The Liverpool Women's Hospital / twin-pregnancy referral network
Prosecution claim
The Crown's trial narrative treated the high proportion of twin and higher-order multiple births in the Letby indictment (eleven of seventeen indicted babies are twins or multiples) as a feature of the cluster rather than as a referral-pattern anomaly requiring institutional explanation.
Counter-evidence
Independent researchers — Sarah Hawkins and Prof. Richard Gill in particular — have documented that the Countess of Chester neonatal unit was receiving a disproportionate number of high-risk twin and multiple births during the indictment period. Best-practice pathways for complicated twin pregnancies (twin-to-twin transfusion syndrome monitoring, MCMA surveillance, selective feto-reduction decisions) run through tertiary fetal-medicine centres — for the North West, principally Liverpool Women's Hospital. The research documents an apparent pattern of high-risk multiples being managed at the Countess of Chester (a Level 2 unit) when clinical best practice would suggest management at LWH (a tertiary centre). The professional network of Asma Khalil, Surabhi Nanda, Andrew Sharp and Mark Kilby intersects with NHS Quality Strategy targets on multiples, the Harris Research Grant, and the TTTS registry. The structural question this line of evidence raises is: why were high-risk multiples being delivered or managed at a Level 2 unit when the tertiary pathway existed?

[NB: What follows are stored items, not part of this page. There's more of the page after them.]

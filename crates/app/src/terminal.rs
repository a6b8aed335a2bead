//! Line-oriented renderer for quiz sessions.

use std::io::{self, BufRead, Write};

use quiz_core::model::AttemptSummary;
use services::{QuizSession, QuizSessionService, SessionError, SessionStatus, SessionStep};
use storage::QuizListItem;

/// A command typed by the user at the quiz prompt.
#[derive(Debug, Clone, Copy, PartialEq, Eq)]
pub enum Input {
    /// Zero-based option index (typed 1-based).
    Select(usize),
    Next,
    Previous,
    Hint,
    Retry,
    Quit,
}

impl Input {
    /// Parse one line of user input. Blank lines mean "next".
    #[must_use]
    pub fn parse(line: &str) -> Option<Self> {
        let line = line.trim();
        match line.to_ascii_lowercase().as_str() {
            "" | "n" | "next" => Some(Self::Next),
            "p" | "prev" | "previous" | "b" | "back" => Some(Self::Previous),
            "h" | "hint" => Some(Self::Hint),
            "r" | "retry" => Some(Self::Retry),
            "q" | "quit" | "exit" => Some(Self::Quit),
            other => other
                .parse::<usize>()
                .ok()
                .and_then(|n| n.checked_sub(1))
                .map(Self::Select),
        }
    }
}

pub fn print_catalog(out: &mut impl Write, items: &[QuizListItem]) -> io::Result<()> {
    if items.is_empty() {
        return writeln!(out, "No quizzes available.");
    }
    for item in items {
        writeln!(
            out,
            "{:>3}  {:<28} {:<13} {:>2} questions  {:>4} pts  {:>3} min",
            item.id,
            item.title,
            item.difficulty,
            item.question_count,
            item.point_value,
            item.time_limit_secs.div_ceil(60),
        )?;
    }
    Ok(())
}

fn render_question(out: &mut impl Write, session: &QuizSession) -> io::Result<()> {
    let Some(question) = session.current_question() else {
        return Ok(());
    };
    writeln!(out)?;
    writeln!(
        out,
        "[{}/{}] {}",
        question.index + 1,
        question.question_count,
        question.prompt
    )?;
    for (i, option) in question.options.iter().enumerate() {
        let marker = if question.selected_answer == Some(i) { '*' } else { ' ' };
        writeln!(out, "  {marker} {}) {option}", i + 1)?;
    }

    let snap = session.snapshot();
    let mut actions = Vec::new();
    if snap.can_go_previous {
        actions.push("p: back");
    }
    if snap.can_go_next {
        actions.push(if snap.is_last_question() { "n: finish" } else { "n: next" });
    }
    if question.hint.is_some() {
        actions.push("h: hint");
    }
    actions.push("q: quit");
    writeln!(out, "({})", actions.join(", "))?;
    if session.is_over_time() {
        writeln!(out, "Time limit passed; you can still finish.")?;
    }
    Ok(())
}

fn render_results(out: &mut impl Write, session: &QuizSession) -> io::Result<()> {
    let Some(summary) = session.summary() else {
        return Ok(());
    };
    let score = summary.score();
    writeln!(out)?;
    writeln!(out, "{} complete", session.quiz().title())?;
    writeln!(
        out,
        "Score: {}% ({} correct, {} incorrect) in {}s",
        summary.percent(),
        score.correct_count(),
        score.incorrect_count(),
        summary.duration_secs(),
    )?;
    for item in session.review_items() {
        let mark = if item.is_correct { "ok" } else { "x " };
        writeln!(out, " {mark} {}. {}", item.question_index + 1, item.prompt)?;
        if !item.is_correct {
            writeln!(
                out,
                "      your answer: {}",
                item.chosen_text().unwrap_or("(none)")
            )?;
            writeln!(out, "      correct:     {}", item.correct_text().unwrap_or("?"))?;
        }
        if let Some(explanation) = &item.explanation {
            writeln!(out, "      {explanation}")?;
        }
    }
    writeln!(out, "(r: retry, q: back to catalog)")
}

/// Drive `session` from `input` until the user quits or input ends.
///
/// Returns the summary of the last completed attempt, if any.
///
/// # Errors
///
/// Returns I/O errors from reading input or writing output.
pub fn run_session(
    service: &QuizSessionService,
    mut session: QuizSession,
    input: &mut impl BufRead,
    out: &mut impl Write,
) -> io::Result<Option<AttemptSummary>> {
    render_question(out, &session)?;

    let mut line = String::new();
    loop {
        write!(out, "> ")?;
        out.flush()?;
        line.clear();
        if input.read_line(&mut line)? == 0 {
            break;
        }

        let Some(command) = Input::parse(&line) else {
            writeln!(out, "Unrecognized input: {}", line.trim())?;
            continue;
        };

        let step = match command {
            Input::Quit => break,
            Input::Select(option) => match session.select_answer(option) {
                Ok(step) => step,
                Err(SessionError::InvalidOption { option_count, .. }) => {
                    writeln!(out, "Pick an option between 1 and {option_count}.")?;
                    continue;
                }
                Err(err) => {
                    writeln!(out, "{err}")?;
                    continue;
                }
            },
            Input::Next => session.next(),
            Input::Previous => session.previous(),
            Input::Retry => service.retry(&mut session),
            Input::Hint => {
                let hint = session.current_question().and_then(|q| q.hint);
                writeln!(out, "Hint: {}", hint.unwrap_or("none for this question"))?;
                continue;
            }
        };

        match (step, session.status()) {
            (SessionStep::Completed, _) => render_results(out, &session)?,
            (SessionStep::Unchanged, SessionStatus::InProgress) if command == Input::Next => {
                writeln!(out, "Choose an answer first.")?;
            }
            (SessionStep::Unchanged, _) => {}
            (_, SessionStatus::InProgress) => render_question(out, &session)?,
            _ => {}
        }
    }

    Ok(service.exit(session))
}
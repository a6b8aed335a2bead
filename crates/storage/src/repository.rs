use quiz_core::model::{Difficulty, QuizDefinition, QuizId};
use std::collections::HashMap;
use std::sync::{Arc, RwLock};
use thiserror::Error;

/// Errors surfaced by catalog sources.
#[derive(Debug, Error)]
#[non_exhaustive]
pub enum StorageError {
    #[error("not found")]
    NotFound,

    #[error("conflict: {0}")]
    Conflict(String),

    #[error("connection error: {0}")]
    Connection(String),

    #[error("serialization error: {0}")]
    Serialization(String),

    #[error("invalid catalog entry: {0}")]
    Invalid(#[from] quiz_core::Error),

    #[error(transparent)]
    Io(#[from] std::io::Error),
}

/// Lightweight listing row for catalog screens.
#[derive(Debug, Clone, PartialEq, Eq)]
pub struct QuizListItem {
    pub id: QuizId,
    pub title: String,
    pub difficulty: Difficulty,
    pub point_value: u32,
    pub time_limit_secs: u32,
    pub question_count: usize,
}

impl QuizListItem {
    #[must_use]
    pub fn from_quiz(quiz: &QuizDefinition) -> Self {
        Self {
            id: quiz.id(),
            title: quiz.title().to_owned(),
            difficulty: quiz.difficulty(),
            point_value: quiz.point_value(),
            time_limit_secs: quiz.time_limit_secs(),
            question_count: quiz.question_count(),
        }
    }
}

/// Read-only source of quiz definitions.
///
/// Lookups are synchronous; definitions are handed out behind `Arc` so a
/// running session can never observe a change to its bank.
pub trait QuizCatalog: Send + Sync {
    /// Fetch a quiz by ID.
    ///
    /// # Errors
    ///
    /// Returns `StorageError::NotFound` if missing, or other storage errors.
    fn get_quiz(&self, id: QuizId) -> Result<Arc<QuizDefinition>, StorageError>;

    /// List every quiz in the catalog, ordered by id.
    ///
    /// # Errors
    ///
    /// Returns `StorageError` if the catalog cannot be read.
    fn list_quizzes(&self) -> Result<Vec<QuizListItem>, StorageError>;
}

/// In-memory catalog, the default backing for the static quiz data.
#[derive(Clone, Default)]
pub struct InMemoryCatalog {
    quizzes: Arc<RwLock<HashMap<QuizId, Arc<QuizDefinition>>>>,
}

impl InMemoryCatalog {
    #[must_use]
    pub fn new() -> Self {
        Self::default()
    }

    /// Build a catalog from a list of quizzes.
    ///
    /// # Errors
    ///
    /// Returns `StorageError::Conflict` if two quizzes share an id.
    pub fn from_quizzes(
        quizzes: impl IntoIterator<Item = QuizDefinition>,
    ) -> Result<Self, StorageError> {
        let mut map = HashMap::new();
        for quiz in quizzes {
            let id = quiz.id();
            if map.insert(id, Arc::new(quiz)).is_some() {
                return Err(StorageError::Conflict(format!("duplicate quiz id {id}")));
            }
        }
        Ok(Self {
            quizzes: Arc::new(RwLock::new(map)),
        })
    }

    /// Insert or replace a quiz.
    ///
    /// Sessions already holding the previous definition keep it unchanged.
    ///
    /// # Errors
    ///
    /// Returns `StorageError::Connection` if the lock is poisoned.
    pub fn upsert_quiz(&self, quiz: QuizDefinition) -> Result<(), StorageError> {
        let mut guard = self
            .quizzes
            .write()
            .map_err(|e| StorageError::Connection(e.to_string()))?;
        guard.insert(quiz.id(), Arc::new(quiz));
        Ok(())
    }

    /// Snapshot of every definition, ordered by id.
    ///
    /// # Errors
    ///
    /// Returns `StorageError::Connection` if the lock is poisoned.
    pub fn all_quizzes(&self) -> Result<Vec<Arc<QuizDefinition>>, StorageError> {
        let guard = self
            .quizzes
            .read()
            .map_err(|e| StorageError::Connection(e.to_string()))?;
        let mut all: Vec<_> = guard.values().cloned().collect();
        all.sort_by_key(|q| q.id());
        Ok(all)
    }
}

impl QuizCatalog for InMemoryCatalog {
    fn get_quiz(&self, id: QuizId) -> Result<Arc<QuizDefinition>, StorageError> {
        let guard = self
            .quizzes
            .read()
            .map_err(|e| StorageError::Connection(e.to_string()))?;
        guard.get(&id).cloned().ok_or(StorageError::NotFound)
    }

    fn list_quizzes(&self) -> Result<Vec<QuizListItem>, StorageError> {
        Ok(self
            .all_quizzes()?
            .iter()
            .map(|q| QuizListItem::from_quiz(q))
            .collect())
    }
}

#[cfg(test)]
mod tests {
    use super::*;
    use quiz_core::model::{Question, QuestionBank, QuestionId};

    fn build_quiz(id: u64, title: &str) -> QuizDefinition {
        let question = Question::new(
            QuestionId::new(1),
            "What is the size of `int` on most 64-bit platforms?",
            vec!["2 bytes".into(), "4 bytes".into(), "8 bytes".into()],
            1,
        )
        .unwrap();
        QuizDefinition::new(
            QuizId::new(id),
            title,
            Difficulty::Beginner,
            10,
            60,
            QuestionBank::new(vec![question]).unwrap(),
        )
        .unwrap()
    }

    #[test]
    fn get_missing_quiz_is_not_found() {
        let catalog = InMemoryCatalog::new();
        let err = catalog.get_quiz(QuizId::new(1)).unwrap_err();
        assert!(matches!(err, StorageError::NotFound));
    }

    #[test]
    fn upsert_replaces_without_touching_handed_out_definitions() {
        let catalog = InMemoryCatalog::new();
        catalog.upsert_quiz(build_quiz(1, "Old")).unwrap();
        let held = catalog.get_quiz(QuizId::new(1)).unwrap();

        catalog.upsert_quiz(build_quiz(1, "New")).unwrap();

        assert_eq!(held.title(), "Old");
        assert_eq!(catalog.get_quiz(QuizId::new(1)).unwrap().title(), "New");
    }

    #[test]
    fn list_is_ordered_by_id() {
        let catalog =
            InMemoryCatalog::from_quizzes([build_quiz(3, "C"), build_quiz(1, "A"), build_quiz(2, "B")])
                .unwrap();
        let items = catalog.list_quizzes().unwrap();
        let titles: Vec<_> = items.iter().map(|i| i.title.as_str()).collect();
        assert_eq!(titles, vec!["A", "B", "C"]);
        assert_eq!(items[0].question_count, 1);
    }

    #[test]
    fn duplicate_ids_conflict() {
        let err = InMemoryCatalog::from_quizzes([build_quiz(1, "A"), build_quiz(1, "B")])
            .err()
            .unwrap();
        assert!(matches!(err, StorageError::Conflict(_)));
    }
}
#![forbid(unsafe_code)]

pub mod error;
pub mod sessions;

pub use quiz_core::Clock;

pub use error::SessionError;
pub use sessions::{
    CurrentQuestion, QuizSession, QuizSessionService, ReviewItem, SessionSnapshot, SessionStatus,
    SessionStep,
};
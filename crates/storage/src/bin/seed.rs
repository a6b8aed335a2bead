use std::fmt;
use std::path::PathBuf;

use quiz_core::model::QuizId;
use storage::{CatalogFile, builtin_quizzes};

#[derive(Debug, Clone)]
struct Args {
    out: Option<PathBuf>,
    only: Option<QuizId>,
}

#[derive(Debug)]
enum ArgsError {
    MissingValue { flag: &'static str },
    UnknownArg(String),
    InvalidQuizId { raw: String },
    InvalidOut { raw: String },
}

impl fmt::Display for ArgsError {
    fn fmt(&self, f: &mut fmt::Formatter<'_>) -> fmt::Result {
        match self {
            ArgsError::MissingValue { flag } => write!(f, "{flag} requires a value"),
            ArgsError::UnknownArg(arg) => write!(f, "unknown argument: {arg}"),
            ArgsError::InvalidQuizId { raw } => write!(f, "invalid --quiz-id value: {raw}"),
            ArgsError::InvalidOut { raw } => write!(f, "invalid --out value: {raw}"),
        }
    }
}

impl std::error::Error for ArgsError {}

fn require_value(
    args: &mut impl Iterator<Item = String>,
    flag: &'static str,
) -> Result<String, ArgsError> {
    args.next().ok_or(ArgsError::MissingValue { flag })
}

impl Args {
    fn parse() -> Result<Self, ArgsError> {
        let mut out = std::env::var("QUIZ_CATALOG_PATH").ok().map(PathBuf::from);
        let mut only = None;

        let mut args = std::env::args().skip(1);
        while let Some(arg) = args.next() {
            match arg.as_str() {
                "--out" => {
                    let value = require_value(&mut args, "--out")?;
                    if value.trim().is_empty() {
                        return Err(ArgsError::InvalidOut { raw: value });
                    }
                    out = Some(PathBuf::from(value));
                }
                "--stdout" => out = None,
                "--quiz-id" => {
                    let value = require_value(&mut args, "--quiz-id")?;
                    let parsed: QuizId = value
                        .parse()
                        .map_err(|_| ArgsError::InvalidQuizId { raw: value.clone() })?;
                    only = Some(parsed);
                }
                "--help" | "-h" => {
                    print_usage();
                    std::process::exit(0);
                }
                _ => return Err(ArgsError::UnknownArg(arg)),
            }
        }

        Ok(Self { out, only })
    }
}

fn print_usage() {
    eprintln!("Usage:");
    eprintln!("  cargo run -p storage --bin seed -- [options]");
    eprintln!();
    eprintln!("Writes the built-in quiz catalog as JSON.");
    eprintln!();
    eprintln!("Options:");
    eprintln!("  --out <path>              Write to a file instead of stdout");
    eprintln!("  --stdout                  Force stdout even if QUIZ_CATALOG_PATH is set");
    eprintln!("  --quiz-id <id>            Export a single quiz");
    eprintln!("  -h, --help                Show this help");
    eprintln!();
    eprintln!("Environment:");
    eprintln!("  QUIZ_CATALOG_PATH (default for --out)");
}

fn run() -> Result<(), Box<dyn std::error::Error>> {
    let args = Args::parse().map_err(|e| {
        eprintln!("{e}");
        print_usage();
        e
    })?;

    let quizzes: Vec<_> = builtin_quizzes()?
        .into_iter()
        .filter(|q| args.only.is_none_or(|id| q.id() == id))
        .collect();
    if quizzes.is_empty() {
        return Err(format!("no built-in quiz matches {:?}", args.only).into());
    }

    let json = CatalogFile::from_quizzes(&quizzes).to_json()?;

    match &args.out {
        Some(path) => {
            if let Some(parent) = path.parent().filter(|p| !p.as_os_str().is_empty()) {
                std::fs::create_dir_all(parent)?;
            }
            std::fs::write(path, json)?;
            eprintln!("Wrote {} quizzes to {}", quizzes.len(), path.display());
        }
        None => println!("{json}"),
    }

    Ok(())
}

fn main() {
    if let Err(err) = run() {
        eprintln!("{err}");
        std::process::exit(2);
    }
}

Eleven of seventeen indicted babies being twins or multiples is not primarily a fact about the accused nurse. It is a fact about referral patterns, tertiary-centre access, and institutional clinical-governance decisions on high-risk pregnancies.
What the jury heard
The jury was not presented with the referral-pattern question. The twin/multiple proportion was treated as a feature of the cluster requiring a cluster explanation (deliberate harm) rather than as a feature of a structural referral anomaly requiring a structural explanation.
What the Panel says
The Panel's case-by-case review of the twin and multiple cases (Babies A and B; E and F; Babies O and P; Babies L and M etc.) identifies natural-cause differentials — including TTTS, prematurity-of-multiple-birth, and cohort-specific NEC and IVH risks — as the most likely explanations for the documented clinical courses, consistent with the high-risk-referral-pattern framing.
What independent experts add
- Asma Khalil is a UK fetal-medicine professor of international standing; her professional network is central to high-risk-multiple management in UK tertiary centres.
- Surabhi Nanda is a fetal-medicine colleague in the same network.
- Andrew Sharp and Mark Kilby have professional-association links to the Harris Research Grant and the TTTS registry.
- NHS Quality Strategy targets for multiples create institutional incentives that intersect with referral decisions.
- The Harris Research Grant (awarded to associated researchers) is publicly documented; its intersection with referral patterns is the load-bearing research question.
- The TTTS registry's access rules are a structural question about how best-practice monitoring is delivered.
- Hawkins and Gill's published audits are the canonical independent treatment of this evidence line.
- Bereaved parents of indicted twins have written publicly (open letter from a twin mother) disputing the prosecution's narrative that their loss was caused by a nurse.